This is where the story actually gets bizarre, if you can believe it. Because everything that came before this wasn’t bizarre enough. There started to be reports that Sale’s clubhouse incident was a "temper tantrum," and his behavior "forced" the White Sox to send him home. Then, a bombshell. Tommy Stokke of FanRag Sports reported that Sale didn’t want to wear the jerseys that day, which were throwbacks, so he cut them up. Not just his, but everyone’s. Julie DiCaro also reported that the uniforms were cut, and added that Sale’s dispute was specifically about the collar of the jersey. This seemed so out of the blue, and so utterly, thoroughly strange that it didn’t seem like it could be true. Someone had to be playing a little trade deadline joke on everyone.
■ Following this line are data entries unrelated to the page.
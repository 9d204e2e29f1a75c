//! Orchestrator HTTP application wiring.
//!
//! # Purpose
//! Builds the Axum router, configures middleware, and defines the shared
//! application state injected into handlers.
//!
//! # Notes
//! Only `/graphql` sits behind the auth context middleware; the health check
//! is routed outside it.
use crate::api;
use crate::auth::context::{AuthContextBuilder, attach_auth_context};
use crate::executor::QueryExecutor;
use axum::Router;
use axum::http::header::{AUTHORIZATION, CONTENT_TYPE};
use axum::http::{HeaderValue, Method};
use std::sync::Arc;
use tower_http::cors::{AllowOrigin, CorsLayer};
use tower_http::trace::TraceLayer;

#[derive(Clone)]
pub struct AppState {
    pub executor: Arc<dyn QueryExecutor>,
    pub auth: AuthContextBuilder,
}

pub fn build_router(state: AppState) -> Router {
    let protected = Router::new()
        .route("/graphql", axum::routing::post(api::query::execute_query))
        .route_layer(axum::middleware::from_fn_with_state(
            state.auth.clone(),
            attach_auth_context,
        ));

    Router::new()
        .route("/healthz", axum::routing::get(api::system::healthz))
        .merge(protected)
        .layer(TraceLayer::new_for_http().make_span_with(
            |request: &axum::http::Request<_>| {
                tracing::info_span!(
                    "http.request",
                    method = %request.method(),
                    uri = %request.uri(),
                    version = ?request.version()
                )
            },
        ))
        .with_state(state)
}

/// CORS policy for browser clients; credentials are allowed, so origins are
/// matched exactly and `*` mirrors the request origin.
pub fn cors_layer(allowed_origins: &[String]) -> CorsLayer {
    let allow_origin = if allowed_origins.iter().any(|origin| origin == "*") {
        AllowOrigin::mirror_request()
    } else {
        let origins: Vec<HeaderValue> = allowed_origins
            .iter()
            .filter_map(|origin| match HeaderValue::from_str(origin) {
                Ok(value) => Some(value),
                Err(_) => {
                    tracing::warn!(origin = %origin, "ignoring invalid CORS origin");
                    None
                }
            })
            .collect();
        AllowOrigin::list(origins)
    };
    CorsLayer::new()
        .allow_origin(allow_origin)
        .allow_methods([Method::GET, Method::POST, Method::OPTIONS])
        .allow_headers([AUTHORIZATION, CONTENT_TYPE])
        .allow_credentials(true)
}
//! Ranked trust levels for callers and field requirements.
//!
//! # Key invariants
//! - Ranks are dense and start at zero; new roles are appended with a higher
//!   rank so the comparison contract stays `held >= required`.
//! - Wire names are matched case-sensitively.
use crate::{AuthzError, AuthzResult};

#[derive(Debug, Clone, Copy, PartialEq, Eq, PartialOrd, Ord, Hash, Default)]
#[repr(u8)]
pub enum Role {
    #[default]
    Anonymous = 0,
    User = 1,
}

impl Role {
    pub const ALL: [Role; 2] = [Role::Anonymous, Role::User];

    pub fn rank(self) -> u8 {
        self as u8
    }

    /// Returns true when a caller holding `self` satisfies `required`.
    pub fn is_authorized(self, required: Role) -> bool {
        self.rank() >= required.rank()
    }

    pub fn as_str(self) -> &'static str {
        match self {
            Role::Anonymous => "ANONYMOUS",
            Role::User => "USER",
        }
    }
}

impl std::fmt::Display for Role {
    fn fmt(&self, f: &mut std::fmt::Formatter<'_>) -> std::fmt::Result {
        f.write_str(self.as_str())
    }
}

impl std::str::FromStr for Role {
    type Err = AuthzError;

    fn from_str(value: &str) -> AuthzResult<Self> {
        match value {
            "ANONYMOUS" => Ok(Role::Anonymous),
            "USER" => Ok(Role::User),
            other => Err(AuthzError::InvalidRole(other.to_string())),
        }
    }
}
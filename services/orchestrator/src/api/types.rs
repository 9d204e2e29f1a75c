//! Request and response bodies for the orchestrator API.
use koda_authz::QueryField;
use serde::{Deserialize, Serialize};
use serde_json::Value;

/// A parsed query: the operation name plus its selection tree.
#[derive(Debug, Clone, Default, PartialEq, Serialize, Deserialize)]
pub struct QueryRequest {
    #[serde(
        default,
        rename = "operationName",
        skip_serializing_if = "Option::is_none"
    )]
    pub operation_name: Option<String>,
    #[serde(default)]
    pub selection: Vec<QueryField>,
}

#[derive(Debug, Clone, PartialEq, Serialize, Deserialize)]
pub struct QueryResponse {
    pub data: Value,
}

#[derive(Debug, Clone, PartialEq, Eq, Serialize, Deserialize)]
pub struct ErrorExtensions {
    pub code: String,
}

#[derive(Debug, Clone, PartialEq, Eq, Serialize, Deserialize)]
pub struct ErrorEntry {
    pub message: String,
    pub extensions: ErrorExtensions,
}

/// GraphQL-style error envelope: `{"data": null, "errors": [...]}`.
#[derive(Debug, Clone, PartialEq, Serialize, Deserialize)]
pub struct ErrorResponse {
    pub data: Option<Value>,
    pub errors: Vec<ErrorEntry>,
}

#[derive(Debug, Clone, PartialEq, Eq, Serialize, Deserialize)]
pub struct HealthStatus {
    pub status: String,
}
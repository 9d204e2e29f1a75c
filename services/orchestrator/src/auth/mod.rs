//! Caller identity for the orchestrator.
//!
//! # Purpose
//! Groups key discovery, bearer token verification, claim extraction and the
//! per-request auth context middleware.
pub mod claims;
pub mod context;
pub mod jwks;
pub mod keys;
pub mod oidc;

#[cfg(test)]
pub(crate) mod test_support;
//! Koda authn/authz primitives shared by the gateway services.
//!
//! # Purpose
//! Centralizes the role model, the per-request identity context, and the
//! field-level authorization engine that runs over a parsed query before any
//! resolver executes.
//!
//! # How it fits
//! The orchestrator verifies bearer tokens and builds an [`AuthContext`] per
//! request; the query endpoint then calls [`authorize`] with that context and
//! the requested [`QueryField`] tree, and translates any rejection with
//! [`Decision::rejection`].
//!
//! # Key invariants
//! - [`Role`] is a total order; a caller satisfies a requirement iff its rank
//!   is greater than or equal to the required rank.
//! - [`AuthContext::role`] is never absent; anonymous is the fallback.
//! - Every non-public field must be reachable from an annotated ancestor;
//!   there is no implicit public default.
//!
//! # Examples
//! ```rust
//! use koda_authz::{AuthContext, Decision, QueryField, authorize};
//!
//! let tree = vec![QueryField::new("widgets").requires(["USER"]).child(QueryField::new("id"))];
//! assert_eq!(authorize(Some(&AuthContext::anonymous()), &tree), Decision::Forbidden);
//! ```
//!
//! # Common pitfalls
//! - Passing `None` as the context means "no identity layer ran", which is
//!   `Unauthenticated`, not anonymous.

mod claims;
mod decision;
mod engine;
mod errors;
mod field;
mod role;

pub use claims::{AuthContext, TokenClaims};
pub use decision::{Decision, ErrorCode, Rejection};
pub use engine::{PUBLIC_FIELDS, authorize, evaluate_selection, is_public_field};
pub use errors::{AuthzError, AuthzResult};
pub use field::QueryField;
pub use role::Role;
//! Verified identity payload and the per-request auth context.
//!
//! # Key invariants
//! - `TokenClaims` is built once by the token verifier and never mutated.
//! - An `AuthContext` carrying claims always has a non-empty subject; the
//!   constructor refuses anything else.
use crate::Role;
use serde::{Deserialize, Serialize};
use std::collections::BTreeSet;

#[derive(Debug, Clone, Default, PartialEq, Eq, Serialize, Deserialize)]
pub struct TokenClaims {
    pub subject: String,
    #[serde(skip_serializing_if = "Option::is_none")]
    pub name: Option<String>,
    #[serde(skip_serializing_if = "Option::is_none")]
    pub username: Option<String>,
    #[serde(skip_serializing_if = "Option::is_none")]
    pub email: Option<String>,
    pub groups: BTreeSet<String>,
    pub roles: BTreeSet<String>,
    #[serde(skip_serializing_if = "Option::is_none")]
    pub scope: Option<String>,
    pub scopes: BTreeSet<String>,
    #[serde(skip_serializing_if = "Option::is_none")]
    pub issuer: Option<String>,
    pub audience: Vec<String>,
    #[serde(skip_serializing_if = "Option::is_none")]
    pub expires_at: Option<i64>,
    #[serde(skip_serializing_if = "Option::is_none")]
    pub issued_at: Option<i64>,
    #[serde(skip_serializing_if = "Option::is_none")]
    pub not_before: Option<i64>,
}

impl TokenClaims {
    pub fn has_scope(&self, scope: &str) -> bool {
        self.scopes.contains(scope)
    }

    pub fn in_group(&self, group: &str) -> bool {
        self.groups.contains(group)
    }
}

/// Identity attached to exactly one request.
///
/// Built by the orchestrator's auth context builder and read by the
/// authorization engine. Anonymous contexts never carry claims.
#[derive(Debug, Clone, Default, PartialEq, Eq)]
pub struct AuthContext {
    pub role: Role,
    pub claims: Option<TokenClaims>,
    pub is_expired: bool,
}

impl AuthContext {
    pub fn anonymous() -> Self {
        Self::default()
    }

    /// Anonymous context for a caller whose credential was valid but expired.
    pub fn expired() -> Self {
        Self {
            role: Role::Anonymous,
            claims: None,
            is_expired: true,
        }
    }

    /// Authenticated user context; `None` when the subject is empty.
    pub fn user(claims: TokenClaims) -> Option<Self> {
        if claims.subject.is_empty() {
            return None;
        }
        Some(Self {
            role: Role::User,
            claims: Some(claims),
            is_expired: false,
        })
    }

    pub fn is_anonymous(&self) -> bool {
        self.claims.is_none()
    }

    pub fn subject(&self) -> Option<&str> {
        self.claims.as_ref().map(|claims| claims.subject.as_str())
    }
}
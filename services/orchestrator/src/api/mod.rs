//! Orchestrator HTTP API module.
//!
//! # Purpose
//! Exposes the query endpoint, health check and the shared error envelope.
pub mod error;
pub mod query;
pub mod system;
pub mod types;
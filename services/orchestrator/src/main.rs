//! Koda orchestrator HTTP service entry point.
//!
//! # Purpose
//! Wires configuration, key resolution, token verification and the query
//! router, then serves the API and the metrics endpoint until shutdown.
//!
//! # Notes
//! The `build_state` helper keeps wiring testable and minimizes main setup logic.
use anyhow::Context;
use orchestrator::app::{AppState, build_router, cors_layer};
use orchestrator::auth::context::{AuthContextBuilder, AuthSettings};
use orchestrator::auth::keys::{CachedKeyResolver, HttpKeyResolver, KeyResolver, OidcDiscovery};
use orchestrator::auth::oidc::{TokenVerifier, VerifierOptions};
use orchestrator::config::OrchestratorConfig;
use orchestrator::executor::NullExecutor;
use orchestrator::observability;
use std::future::Future;
use std::sync::Arc;

#[tokio::main]
async fn main() -> anyhow::Result<()> {
    let config = OrchestratorConfig::from_env_or_yaml().context("orchestrator config")?;
    run_with_shutdown(config, async {
        let _ = tokio::signal::ctrl_c().await;
        tracing::info!("shutdown signal received");
    })
    .await
}

async fn run_with_shutdown<F>(config: OrchestratorConfig, shutdown: F) -> anyhow::Result<()>
where
    F: Future<Output = ()> + Send + 'static,
{
    let metrics_handle = observability::init_observability("koda-orchestrator")?;
    let state = build_state(&config)?;
    let metrics_task = tokio::spawn(observability::serve_metrics(
        metrics_handle,
        config.metrics_bind,
    ));

    let app = build_router(state).layer(cors_layer(&config.allowed_origins));

    let addr = config.bind_addr;
    tracing::info!(%addr, issuer = %config.oidc.issuer, "orchestrator listening");
    let listener = tokio::net::TcpListener::bind(addr).await?;
    tokio::pin!(shutdown);
    tokio::select! {
        result = axum::serve(listener, app.into_make_service()) => {
            result?;
        }
        _ = &mut shutdown => {}
    }

    metrics_task.abort();
    let _ = metrics_task.await;
    Ok(())
}

fn build_state(config: &OrchestratorConfig) -> anyhow::Result<AppState> {
    let oidc = &config.oidc;
    let discovery = OidcDiscovery::new(oidc.http_timeout).context("build oidc http client")?;
    let resolver: Arc<dyn KeyResolver> = if oidc.cache_ttl.is_zero() {
        Arc::new(HttpKeyResolver::new(discovery))
    } else {
        Arc::new(CachedKeyResolver::new(
            discovery,
            oidc.cache_ttl,
            oidc.cache_ttl,
        ))
    };
    let verifier = TokenVerifier::new(
        resolver,
        VerifierOptions {
            clock_skew_seconds: oidc.clock_skew_secs,
            audiences: oidc
                .verify_audience
                .then(|| vec![oidc.client_id.clone()]),
        },
    );
    let auth = AuthContextBuilder::new(
        verifier,
        AuthSettings {
            client_id: oidc.client_id.clone(),
            issuer: oidc.issuer.clone(),
            claims: oidc.claims.clone(),
        },
    );

    Ok(AppState {
        executor: Arc::new(NullExecutor),
        auth,
    })
}
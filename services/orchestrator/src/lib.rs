//! Orchestrator service library crate.
//!
//! # Purpose
//! Exposes the query gateway: caller identity from OIDC bearer tokens,
//! field-level authorization of parsed queries, configuration and
//! observability wiring, for use by the binary and tests.
//!
//! # Notes
//! Authorization rules live in `koda-authz`; this crate owns everything that
//! touches the network.
pub mod api;
pub mod app;
pub mod auth;
pub mod config;
pub mod executor;
pub mod observability;
//! Execution hand-off after authorization.
//!
//! # Purpose
//! Defines the seam between the authorization pipeline and whatever resolves
//! field values. Executors only ever see requests that were already allowed.
use crate::api::types::QueryRequest;
use async_trait::async_trait;
use koda_authz::AuthContext;
use serde_json::{Map, Value};

#[async_trait]
pub trait QueryExecutor: Send + Sync {
    /// Resolve an authorized request into its `data` payload.
    async fn execute(&self, ctx: &AuthContext, request: &QueryRequest) -> anyhow::Result<Value>;
}

/// Executor with no resolvers attached; every root field resolves to `null`.
#[derive(Debug, Clone, Copy, Default)]
pub struct NullExecutor;

#[async_trait]
impl QueryExecutor for NullExecutor {
    async fn execute(&self, _ctx: &AuthContext, request: &QueryRequest) -> anyhow::Result<Value> {
        let data: Map<String, Value> = request
            .selection
            .iter()
            .map(|field| (field.name.clone(), Value::Null))
            .collect();
        Ok(Value::Object(data))
    }
}
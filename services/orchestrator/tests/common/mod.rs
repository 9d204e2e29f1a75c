#![allow(dead_code)]

use axum::routing::get;
use axum::{Json, Router};
use jsonwebtoken::{Algorithm, EncodingKey, Header};
use orchestrator::app::AppState;
use orchestrator::auth::claims::ClaimsConfig;
use orchestrator::auth::context::{AuthContextBuilder, AuthSettings};
use orchestrator::auth::jwks::{Jwk, KeySet};
use orchestrator::auth::keys::{CachedKeyResolver, OidcDiscovery};
use orchestrator::auth::oidc::{TokenVerifier, VerifierOptions};
use orchestrator::executor::NullExecutor;
use rsa::pkcs1::EncodeRsaPrivateKey;
use rsa::{RsaPrivateKey, RsaPublicKey};
use serde_json::{Value, json};
use std::sync::{Arc, OnceLock};
use std::time::Duration;

pub const KID: &str = "kid-1";
pub const CLIENT_ID: &str = "koda";

struct SigningKey {
    public: RsaPublicKey,
    pem: String,
}

fn signing_key() -> &'static SigningKey {
    static KEY: OnceLock<SigningKey> = OnceLock::new();
    KEY.get_or_init(|| {
        let private = RsaPrivateKey::new(&mut rand::thread_rng(), 2048).expect("key");
        let pem = private.to_pkcs1_pem(Default::default()).expect("pem");
        SigningKey {
            public: RsaPublicKey::from(&private),
            pem: pem.as_str().to_string(),
        }
    })
}

pub fn key_set(kid: &str) -> Value {
    serde_json::to_value(KeySet {
        keys: vec![Jwk::from_rsa(kid, &signing_key().public)],
    })
    .expect("key set")
}

pub fn mint(alg: Algorithm, kid: Option<&str>, claims: &Value) -> String {
    let mut header = Header::new(alg);
    header.kid = kid.map(str::to_string);
    let key = EncodingKey::from_rsa_pem(signing_key().pem.as_bytes()).expect("encoding key");
    jsonwebtoken::encode(&header, claims, &key).expect("token")
}

pub fn user_claims(issuer: &str, subject: &str) -> Value {
    let now = chrono::Utc::now().timestamp();
    json!({
        "iss": issuer,
        "aud": CLIENT_ID,
        "sub": subject,
        "preferred_username": "jdoe",
        "groups": "engineering ops",
        "iat": now,
        "exp": now + 300
    })
}

/// Serve discovery and key set documents on an ephemeral local port.
pub async fn spawn_issuer(key_set: Value) -> String {
    let listener = tokio::net::TcpListener::bind("127.0.0.1:0")
        .await
        .expect("bind");
    let issuer = format!("http://{}", listener.local_addr().expect("addr"));
    let discovery = json!({"issuer": issuer, "jwks_uri": format!("{issuer}/jwks")});
    let app = Router::new()
        .route(
            "/.well-known/openid-configuration",
            get(move || async move { Json(discovery) }),
        )
        .route("/jwks", get(move || async move { Json(key_set) }));
    tokio::spawn(async move {
        let _ = axum::serve(listener, app.into_make_service()).await;
    });
    issuer
}

pub fn auth_builder(issuer: &str) -> AuthContextBuilder {
    let discovery = OidcDiscovery::new(Duration::from_secs(2)).expect("client");
    let resolver = CachedKeyResolver::new(
        discovery,
        Duration::from_secs(300),
        Duration::from_secs(300),
    );
    AuthContextBuilder::new(
        TokenVerifier::new(Arc::new(resolver), VerifierOptions::default()),
        AuthSettings {
            client_id: CLIENT_ID.to_string(),
            issuer: issuer.to_string(),
            claims: ClaimsConfig::default(),
        },
    )
}

pub fn app_state(issuer: &str) -> AppState {
    AppState {
        executor: Arc::new(NullExecutor),
        auth: auth_builder(issuer),
    }
}

pub async fn read_json(response: axum::response::Response) -> serde_json::Value {
    let bytes = axum::body::to_bytes(response.into_body(), usize::MAX)
        .await
        .expect("body");
    serde_json::from_slice(&bytes).expect("json")
}
//! API error envelope and helpers.
//!
//! # Purpose and responsibility
//! Renders rejected requests as a GraphQL-style error envelope with a stable
//! `extensions.code` and a generic message.
//!
//! # Key invariants and assumptions
//! - `status` matches the semantics of the code: 401 for missing or expired
//!   credentials, 403 for denied fields, 500 for execution failures.
//! - Messages never name the denied field or the caller's role.
use crate::api::types::{ErrorEntry, ErrorExtensions, ErrorResponse};
use axum::Json;
use axum::http::StatusCode;
use axum::response::IntoResponse;
use koda_authz::{ErrorCode, Rejection};

/// Structured API error returned by handlers.
///
/// # Example
/// ```rust
/// use axum::http::StatusCode;
/// use koda_authz::Decision;
/// use orchestrator::api::error::api_rejection;
///
/// let rejection = Decision::Forbidden.rejection().expect("rejected");
/// let err = api_rejection(rejection);
/// assert_eq!(err.status, StatusCode::FORBIDDEN);
/// ```
#[derive(Debug)]
pub struct ApiError {
    pub status: StatusCode,
    pub body: ErrorResponse,
}

impl IntoResponse for ApiError {
    fn into_response(self) -> axum::response::Response {
        (self.status, Json(self.body)).into_response()
    }
}

fn api_error(status: StatusCode, code: &str, message: &str) -> ApiError {
    ApiError {
        status,
        body: ErrorResponse {
            data: None,
            errors: vec![ErrorEntry {
                message: message.to_string(),
                extensions: ErrorExtensions {
                    code: code.to_string(),
                },
            }],
        },
    }
}

/// Translate an authorization rejection into its boundary-facing error.
pub fn api_rejection(rejection: Rejection) -> ApiError {
    let status = match rejection.code {
        ErrorCode::Unauthorized | ErrorCode::TokenExpired => StatusCode::UNAUTHORIZED,
        ErrorCode::Forbidden => StatusCode::FORBIDDEN,
    };
    api_error(status, rejection.code.as_str(), rejection.message)
}

/// Build a 500 error; details stay in the server log.
pub fn api_internal(message: &str, err: &anyhow::Error) -> ApiError {
    tracing::error!(error = ?err, "query execution failed");
    api_internal_message(message)
}

pub fn api_internal_message(message: &str) -> ApiError {
    api_error(StatusCode::INTERNAL_SERVER_ERROR, "INTERNAL_SERVER_ERROR", message)
}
It would have been a funny joke if it had been one. But both Jeff Passan and Ken Rosenthal confirmed the earlier story via their own sources, that the White Sox had sent Chris Sale home after he cut up the team’s 1976 navy blue throwback jerseys. Rosenthal’s source reported that Sale had asked that the team not wear them that day, as he’d chosen the jersey for all his other starts (just like every White Sox starter does). But yesterday’s jersey was on the team’s public schedule, and it was tied to a giveaway, and the White Sox brass wouldn’t change it. Upset that their giveaway tie-in mattered more than "winning," Sale cut up the jerseys while the team was taking batting practice. Not with scissors, but with a knife. And to twist their own knife, the White Sox passed out those jerseys to everyone in the press box. Truth be told, the similar uniforms they wore last year weren’t all that attractive, and the collars are super weird. But as South Side Sox pointed out, Sale has kind of a history of, well, intense behavior. And taking a blade to uniforms that you don’t like is pretty intense. And honestly, kind of scary. No one involved in this looks good, and it doesn’t seem like there’s a quick resolution ahead. Unless, of course, the Sox actually trade him.